§ **PROBLEM REQUIREMENTS**
Give the data again exactly, stopping after the "pub struct DocumentOutcome" line.
□ □ □
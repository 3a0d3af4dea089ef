//! Per-document outcomes and batch reports.

use chrono::{DateTime, Utc};
use serde::{Deserialize, Serialize};

use crate::error::Error;
use crate::model::DocumentText;
use crate::render::AssemblyStats;

/// The result of running one document through the pipeline.
///
/// Failed documents keep their reason so consumers can tell "no text"
/// apart from "failed to parse".
#[derive(Debug, Clone, PartialEq, Serialize, Deserialize)]
pub struct DocumentOutcome {
    /// Uri of the source document
    pub uri: String,

    /// Success or failure details
    #[serde(flatten)]
    pub status: OutcomeStatus,
}

/// Success or failure of one document.
#[derive(Debug, Clone, PartialEq, Serialize, Deserialize)]
#[serde(tag = "status", rename_all = "snake_case")]
pub enum OutcomeStatus {
    /// Text was assembled (possibly empty)
    Succeeded {
        /// Assembled text
        text: String,
        /// Indices of element records skipped as malformed
        #[serde(default, skip_serializing_if = "Vec::is_empty")]
        skipped_elements: Vec<usize>,
        /// Assembly statistics, when collected
        #[serde(default, skip_serializing_if = "Option::is_none")]
        stats: Option<AssemblyStats>,
    },
    /// The document could not be processed
    Failed {
        /// Error kind, see [`Error::kind`]
        error_kind: String,
        /// Human-readable failure reason
        reason: String,
    },
}

impl DocumentOutcome {
    /// Create a successful outcome.
    pub fn succeeded(text: DocumentText) -> Self {
        Self {
            uri: text.uri,
            status: OutcomeStatus::Succeeded {
                text: text.text,
                skipped_elements: Vec::new(),
                stats: None,
            },
        }
    }

    /// Create a failed outcome from an error.
    pub fn failed(uri: impl Into<String>, error: &Error) -> Self {
        let reason = match error {
            Error::DocumentParseFailure { reason, .. } => reason.clone(),
            other => other.to_string(),
        };
        Self {
            uri: uri.into(),
            status: OutcomeStatus::Failed {
                error_kind: error.kind().to_string(),
                reason,
            },
        }
    }

    /// Check if the document was processed successfully.
    pub fn is_success(&self) -> bool {
        matches!(self.status, OutcomeStatus::Succeeded { .. })
    }

    /// The assembled text, if successful.
    pub fn text(&self) -> Option<&str> {
        match &self.status {
            OutcomeStatus::Succeeded { text, .. } => Some(text),
            OutcomeStatus::Failed { .. } => None,
        }
    }

    /// The failure reason, if failed.
    pub fn failure_reason(&self) -> Option<&str> {
        match &self.status {
            OutcomeStatus::Failed { reason, .. } => Some(reason),
            OutcomeStatus::Succeeded { .. } => None,
        }
    }

    /// Statistics, if collected.
    pub fn stats(&self) -> Option<&AssemblyStats> {
        match &self.status {
            OutcomeStatus::Succeeded { stats, .. } => stats.as_ref(),
            OutcomeStatus::Failed { .. } => None,
        }
    }

    /// Convert a successful outcome into a [`DocumentText`].
    pub fn to_document_text(&self) -> Option<DocumentText> {
        self.text().map(|text| DocumentText::new(self.uri.clone(), text))
    }
}

/// Outcomes of a batch run.
#[derive(Debug, Clone, Serialize, Deserialize)]
pub struct BatchReport {
    /// Outcomes in input order
    pub outcomes: Vec<DocumentOutcome>,

    /// Number of successful documents
    pub succeeded: usize,

    /// Number of failed documents
    pub failed: usize,

    /// Statistics merged across successful documents
    pub stats: AssemblyStats,

    /// When the batch started
    pub started_at: DateTime<Utc>,

    /// When the batch finished
    pub finished_at: DateTime<Utc>,
}

impl BatchReport {
    /// Build a report from outcomes.
    pub fn from_outcomes(outcomes: Vec<DocumentOutcome>, started_at: DateTime<Utc>) -> Self {
        let mut stats = AssemblyStats::new();
        let mut succeeded = 0;
        for outcome in &outcomes {
            if outcome.is_success() {
                succeeded += 1;
            }
            if let Some(s) = outcome.stats() {
                stats.merge(s);
            }
        }
        let failed = outcomes.len() - succeeded;

        Self {
            outcomes,
            succeeded,
            failed,
            stats,
            started_at,
            finished_at: Utc::now(),
        }
    }

    /// Total number of documents.
    pub fn total(&self) -> usize {
        self.outcomes.len()
    }

    /// Check if every document succeeded.
    pub fn all_succeeded(&self) -> bool {
        self.failed == 0
    }

    /// Texts of the successful documents.
    pub fn texts(&self) -> Vec<DocumentText> {
        self.outcomes
            .iter()
            .filter_map(DocumentOutcome::to_document_text)
            .collect()
    }

    /// The failed outcomes.
    pub fn failures(&self) -> impl Iterator<Item = &DocumentOutcome> {
        self.outcomes.iter().filter(|o| !o.is_success())
    }

    /// Wall-clock duration of the batch.
    pub fn duration(&self) -> chrono::Duration {
        self.finished_at - self.started_at
    }
}

#[cfg(test)]
mod tests {
    use super::*;

    #[test]
    fn test_outcome_serialization() {
        let ok = DocumentOutcome::succeeded(DocumentText::new("a.pdf", "Hello"));
        let json = serde_json::to_string(&ok).unwrap();
        assert_eq!(json, r#"{"uri":"a.pdf","status":"succeeded","text":"Hello"}"#);

        let err = Error::DocumentParseFailure {
            uri: "b.pdf".to_string(),
            reason: "parser flagged the document as corrupted".to_string(),
        };
        let failed = DocumentOutcome::failed("b.pdf", &err);
        let json = serde_json::to_value(&failed).unwrap();
        assert_eq!(json["status"], "failed");
        assert_eq!(json["error_kind"], "document_parse_failure");
        assert_eq!(json["reason"], "parser flagged the document as corrupted");
    }

    #[test]
    fn test_outcome_round_trip() {
        let json = r#"{"uri":"a.pdf","status":"succeeded","text":"","skipped_elements":[2]}"#;
        let outcome: DocumentOutcome = serde_json::from_str(json).unwrap();
        assert!(outcome.is_success());
        assert_eq!(outcome.text(), Some(""));
    }

    #[test]
    fn test_batch_report_counts() {
        let outcomes = vec![
            DocumentOutcome::succeeded(DocumentText::new("a", "x")),
            DocumentOutcome::failed("b", &Error::Parser("missing".to_string())),
            DocumentOutcome::succeeded(DocumentText::new("c", "")),
        ];
        let report = BatchReport::from_outcomes(outcomes, Utc::now());

        assert_eq!(report.total(), 3);
        assert_eq!(report.succeeded, 2);
        assert_eq!(report.failed, 1);
        assert!(!report.all_succeeded());
        assert_eq!(report.texts().len(), 2);
        assert_eq!(report.failures().next().unwrap().uri, "b");
        assert!(report.duration() >= chrono::Duration::zero());
    }
}
//! Element flattening.
//!
//! Walks the parser's nested `elements` array and turns each record into an
//! [`Element`], keeping source order. Failed parse results are rejected up
//! front so a corrupted document never looks like an empty one.

use serde::Deserialize;
use serde_json::Value;

use crate::error::{Error, Result};
use crate::model::{json_kind, BoundingBox, Element, ElementRow, ParseResult};

use super::options::{ErrorMode, FlattenOptions};

/// Output of flattening one document.
#[derive(Debug, Clone, Default, PartialEq)]
pub struct Flattened {
    /// Elements in source order
    pub elements: Vec<Element>,

    /// Element records that were skipped as malformed
    pub skipped: Vec<SkippedElement>,
}

impl Flattened {
    /// Number of elements kept.
    pub fn len(&self) -> usize {
        self.elements.len()
    }

    /// Check if no elements were kept.
    pub fn is_empty(&self) -> bool {
        self.elements.is_empty()
    }

    /// Consume and return the elements.
    pub fn into_elements(self) -> Vec<Element> {
        self.elements
    }
}

/// A malformed element record that was left out.
#[derive(Debug, Clone, PartialEq, Eq)]
pub struct SkippedElement {
    /// Position in the parser's `elements` array
    pub index: usize,
    /// What was wrong with the record
    pub reason: String,
}

/// Flattens parser output into ordered elements.
#[derive(Debug, Clone, Default)]
pub struct Flattener {
    options: FlattenOptions,
}

impl Flattener {
    /// Create a flattener with default options.
    pub fn new() -> Self {
        Self::default()
    }

    /// Create a flattener with custom options.
    pub fn with_options(options: FlattenOptions) -> Self {
        Self { options }
    }

    /// The options in use.
    pub fn options(&self) -> &FlattenOptions {
        &self.options
    }

    /// Flatten one document's parse result.
    ///
    /// # Errors
    ///
    /// * `Error::DocumentParseFailure` if the parser flagged the document as
    ///   corrupted or reported an error status.
    /// * `Error::MalformedElementShape` in strict mode, for the first element
    ///   record that does not have the expected shape.
    pub fn flatten(&self, uri: &str, result: &ParseResult) -> Result<Flattened> {
        if let Some(reason) = result.failure_reason() {
            return Err(Error::DocumentParseFailure {
                uri: uri.to_string(),
                reason,
            });
        }

        let Some(raw) = result.elements() else {
            log::debug!("{}: parser returned no elements", uri);
            return Ok(Flattened::default());
        };

        log::debug!("{}: flattening {} element records", uri, raw.len());

        let mut flattened = Flattened {
            elements: Vec::with_capacity(raw.len()),
            skipped: Vec::new(),
        };

        for (index, value) in raw.iter().enumerate() {
            match decode_element(index, value) {
                Ok(element) => flattened.elements.push(element),
                Err(reason) => match self.options.error_mode {
                    ErrorMode::Strict => {
                        return Err(Error::MalformedElementShape {
                            uri: uri.to_string(),
                            index,
                            reason,
                        });
                    }
                    ErrorMode::Lenient => {
                        log::warn!("{}: skipping element {}: {}", uri, index, reason);
                        flattened.skipped.push(SkippedElement { index, reason });
                    }
                },
            }
        }

        Ok(flattened)
    }

    /// Project flattened elements onto rows, locating each element on the
    /// page chosen by the configured primary page policy.
    pub fn rows(&self, uri: &str, elements: &[Element]) -> Vec<ElementRow> {
        elements
            .iter()
            .map(|e| ElementRow::from_element(uri, e, self.options.primary_page))
            .collect()
    }
}

/// Flatten a parse result with default options, returning only the elements.
pub fn flatten(uri: &str, result: &ParseResult) -> Result<Vec<Element>> {
    Flattener::new()
        .flatten(uri, result)
        .map(Flattened::into_elements)
}

#[derive(Deserialize)]
struct RawElement {
    #[serde(rename = "type")]
    element_type: Option<String>,
    content: Option<String>,
    description: Option<String>,
    #[serde(default, alias = "boundingBoxes", alias = "bounding_boxes")]
    bbox: Option<Vec<RawBoundingBox>>,
}

#[derive(Deserialize)]
struct RawBoundingBox {
    #[serde(default, alias = "pageId")]
    page_id: Option<i64>,
    #[serde(default, alias = "coords")]
    coord: Option<Vec<f64>>,
}

fn decode_element(index: usize, value: &Value) -> std::result::Result<Element, String> {
    if !value.is_object() {
        return Err(format!("expected an object, found {}", json_kind(value)));
    }

    let raw = RawElement::deserialize(value).map_err(|e| e.to_string())?;
    let element_type = raw.element_type.ok_or("missing type")?;

    let bounding_boxes = raw
        .bbox
        .unwrap_or_default()
        .into_iter()
        .enumerate()
        .map(|(i, b)| decode_box(i, b))
        .collect::<std::result::Result<Vec<_>, _>>()?;

    Ok(Element {
        index,
        element_type,
        content: raw.content,
        description: raw.description,
        bounding_boxes,
    })
}

fn decode_box(i: usize, raw: RawBoundingBox) -> std::result::Result<BoundingBox, String> {
    let page_id = raw
        .page_id
        .ok_or_else(|| format!("bounding box {} is missing page_id", i))?;
    let coord = raw
        .coord
        .ok_or_else(|| format!("bounding box {} is missing coordinates", i))?;
    let coord: [f64; 4] = coord.try_into().map_err(|c: Vec<f64>| {
        format!("bounding box {} has {} coordinates, expected 4", i, c.len())
    })?;
    Ok(BoundingBox::new(page_id, coord))
}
□ □ □
§ **EXERCISE RESPONSE**
repository 3a0d3af4dea089ef
//! Per-document outcomes and batch reports.

use chrono::{DateTime, Utc};
use serde::{Deserialize, Serialize};

use crate::error::Error;
use crate::model::DocumentText;
use crate::render::AssemblyStats;

/// The result of running one document through the pipeline.
///
/// Failed documents keep their reason so consumers can tell "no text"
/// apart from "failed to parse".
#[derive(Debug, Clone, PartialEq, Serialize, Deserialize)]
pub struct DocumentOutcome {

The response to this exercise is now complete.